Durability of message data

Apache Kafka offers a range of configuration options that control the durability of message data. Often, there is a trade-off between how willing Kafka is to accept your message data and how much risk there is that some of the message data might be lost. When you use the Kafka API, one of the key configuration options that can be used to control this trade-off is the ‘acks’ property of the Kafka producer. This property controls when the client considers Kafka to have successfully stored a message and acknowledged (hence ‘acks’) its receipt. The ‘acks’ property can be set to one of the following values:

  • acks=0 

    • The client behaves as if each message is acknowledged as soon as it is sent.

    • There is no assurance that messages sent like this even arrives at Kafka.

    • With this configuration, a Kafka application will always be able to produce messages.

    • The trade-off is that this setting provides the least durable storage of message data, as a brief interruption to the network between the client and Kafka is enough to cause data to be lost.

  • acks=1 

    • Kafka acknowledges receipt of each message at the point it is stored at one broker and before it is replicated to any other brokers.

    • The client can produce messages if there is as few as one broker available to store the message data. In this case, there is a risk that if a broker or the infrastructure hosting a broker fails, then the sent message data can be lost.

    • This is the default setting.

  • acks=all

    • Copies of the message need to be stored at a minimum number of brokers (with Event Streams Enterprise plan the minimum number is two) before receipt of the message is acknowledged to the client.

    • This offers the best level of durability because there is a very low risk that the message data might be lost.

    • The trade-off is that the attempt to produce the message will fail if there are fewer than two brokers available where copies of the message data can be stored.

    • This is the recommended setting.

Why did we set the minimum number of brokers to two when using acks=all?

Occasionally, we need to restart a broker to apply maintenance. A restarted broker may take a short amount of time to re-synchronize itself with messages sent while it was offline, which means it is unavailable for new message storing. So, by setting the number of brokers to two, we are still able to allow messages to be produced with acks=all whilst we upgrade the cluster.

We recommend that you set ‘acks=all’ in your producer configuration because this offers the best level of durability.

To illustrate this, let’s consider the kinds of failures that messages produced using ‘acks=all’ are shielded from:

  • From the producer perspective: If we lose an entire availability zone (in our case, a broker), the producer can still send messages for durable storage to the two remaining brokers in the existing AZs.
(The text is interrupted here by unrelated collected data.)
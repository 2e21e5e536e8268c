//! Background work: supervised tasks, event processing and command rewrites

pub mod deliver;
pub mod processor;
pub mod rewrite;
pub mod supervisor;

pub use deliver::{CallbackSink, HttpCallbackSink};
pub use processor::EventProcessor;
pub use rewrite::RewriteWorker;
pub use supervisor::{TaskFailure, TaskSupervisor, spawn_failure_logger};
  • From the message data perspective: Once the message has been stored, it will be stored durably if there is at least one Kafka broker with a copy of the message data. This means that two entire availability zones can fail without impacting the durability of message data stored by Event Streams.

Conclusions

Now you know all about how Event Streams makes use of availability zones, both to maximize the availability of the service and also to offer very durable storage of data.

It’s important to note that the ‘acks’ configuration of the Kafka producer is something that you’ll need to configure when you connect your application to Event Streams.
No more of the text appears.